### Task to complete
Please count the lines in the data below that hold the word "Single", and give only the number.

--- Listed records ---

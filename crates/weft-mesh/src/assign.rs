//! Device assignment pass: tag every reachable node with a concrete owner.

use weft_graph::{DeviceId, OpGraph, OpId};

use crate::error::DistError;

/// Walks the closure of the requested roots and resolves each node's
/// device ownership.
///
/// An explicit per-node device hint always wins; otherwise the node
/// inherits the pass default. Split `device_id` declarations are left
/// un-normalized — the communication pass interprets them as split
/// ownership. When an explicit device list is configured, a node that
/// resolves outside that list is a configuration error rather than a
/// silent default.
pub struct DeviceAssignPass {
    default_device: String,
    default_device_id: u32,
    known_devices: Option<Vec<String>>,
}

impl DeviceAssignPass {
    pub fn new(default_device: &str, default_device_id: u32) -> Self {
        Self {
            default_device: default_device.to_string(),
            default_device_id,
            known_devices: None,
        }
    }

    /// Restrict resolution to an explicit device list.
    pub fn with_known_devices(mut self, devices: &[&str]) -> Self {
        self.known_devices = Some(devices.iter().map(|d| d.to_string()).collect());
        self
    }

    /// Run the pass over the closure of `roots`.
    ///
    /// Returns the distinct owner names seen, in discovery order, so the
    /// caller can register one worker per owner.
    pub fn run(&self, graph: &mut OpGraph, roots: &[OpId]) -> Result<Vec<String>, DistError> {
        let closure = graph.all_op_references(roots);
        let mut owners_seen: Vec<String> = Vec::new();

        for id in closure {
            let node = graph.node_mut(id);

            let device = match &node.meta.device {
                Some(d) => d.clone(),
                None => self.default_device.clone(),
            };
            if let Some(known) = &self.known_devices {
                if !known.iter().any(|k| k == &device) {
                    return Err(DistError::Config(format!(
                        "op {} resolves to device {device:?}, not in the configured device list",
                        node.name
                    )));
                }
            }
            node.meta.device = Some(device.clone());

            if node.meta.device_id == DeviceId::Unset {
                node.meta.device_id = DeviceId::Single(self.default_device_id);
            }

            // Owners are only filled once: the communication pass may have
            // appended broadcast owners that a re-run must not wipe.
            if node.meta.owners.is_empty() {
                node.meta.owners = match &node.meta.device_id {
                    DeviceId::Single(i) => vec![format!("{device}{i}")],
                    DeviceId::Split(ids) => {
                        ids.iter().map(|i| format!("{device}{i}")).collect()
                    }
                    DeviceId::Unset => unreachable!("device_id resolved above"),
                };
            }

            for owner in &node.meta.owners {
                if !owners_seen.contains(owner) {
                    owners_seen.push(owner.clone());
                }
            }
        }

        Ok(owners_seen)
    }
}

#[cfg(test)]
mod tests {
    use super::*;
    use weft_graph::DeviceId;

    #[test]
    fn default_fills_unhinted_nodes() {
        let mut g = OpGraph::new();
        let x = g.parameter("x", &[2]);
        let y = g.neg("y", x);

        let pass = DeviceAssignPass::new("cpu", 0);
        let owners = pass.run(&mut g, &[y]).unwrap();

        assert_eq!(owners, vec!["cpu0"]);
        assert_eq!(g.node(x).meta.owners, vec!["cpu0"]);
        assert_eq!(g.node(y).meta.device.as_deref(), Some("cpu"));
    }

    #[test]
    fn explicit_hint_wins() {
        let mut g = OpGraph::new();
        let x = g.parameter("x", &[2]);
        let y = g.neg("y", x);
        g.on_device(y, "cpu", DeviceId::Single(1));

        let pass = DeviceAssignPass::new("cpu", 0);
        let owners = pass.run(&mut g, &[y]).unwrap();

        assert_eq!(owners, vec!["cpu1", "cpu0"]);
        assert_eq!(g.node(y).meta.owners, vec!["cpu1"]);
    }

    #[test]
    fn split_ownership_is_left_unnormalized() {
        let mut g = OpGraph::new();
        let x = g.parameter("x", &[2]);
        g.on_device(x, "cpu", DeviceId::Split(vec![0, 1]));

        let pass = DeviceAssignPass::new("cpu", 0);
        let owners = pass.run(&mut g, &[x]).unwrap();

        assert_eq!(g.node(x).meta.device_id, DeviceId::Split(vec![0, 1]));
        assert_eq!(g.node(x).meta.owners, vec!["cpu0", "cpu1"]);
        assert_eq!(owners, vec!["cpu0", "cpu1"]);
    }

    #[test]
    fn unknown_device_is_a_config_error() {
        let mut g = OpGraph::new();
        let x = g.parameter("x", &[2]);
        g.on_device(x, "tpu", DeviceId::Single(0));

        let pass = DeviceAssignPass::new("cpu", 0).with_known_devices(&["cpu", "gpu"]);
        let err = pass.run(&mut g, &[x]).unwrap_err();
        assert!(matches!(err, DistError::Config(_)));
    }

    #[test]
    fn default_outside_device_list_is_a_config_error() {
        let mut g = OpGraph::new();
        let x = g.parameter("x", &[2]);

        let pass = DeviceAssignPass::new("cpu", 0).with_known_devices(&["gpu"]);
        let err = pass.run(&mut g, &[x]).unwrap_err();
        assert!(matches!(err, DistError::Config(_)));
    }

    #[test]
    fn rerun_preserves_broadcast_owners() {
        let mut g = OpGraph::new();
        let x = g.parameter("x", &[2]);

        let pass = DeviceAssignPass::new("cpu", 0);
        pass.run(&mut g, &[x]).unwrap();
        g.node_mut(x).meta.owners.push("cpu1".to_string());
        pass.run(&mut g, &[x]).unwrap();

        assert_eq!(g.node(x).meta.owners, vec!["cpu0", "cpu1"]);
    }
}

---

### Exercise response
4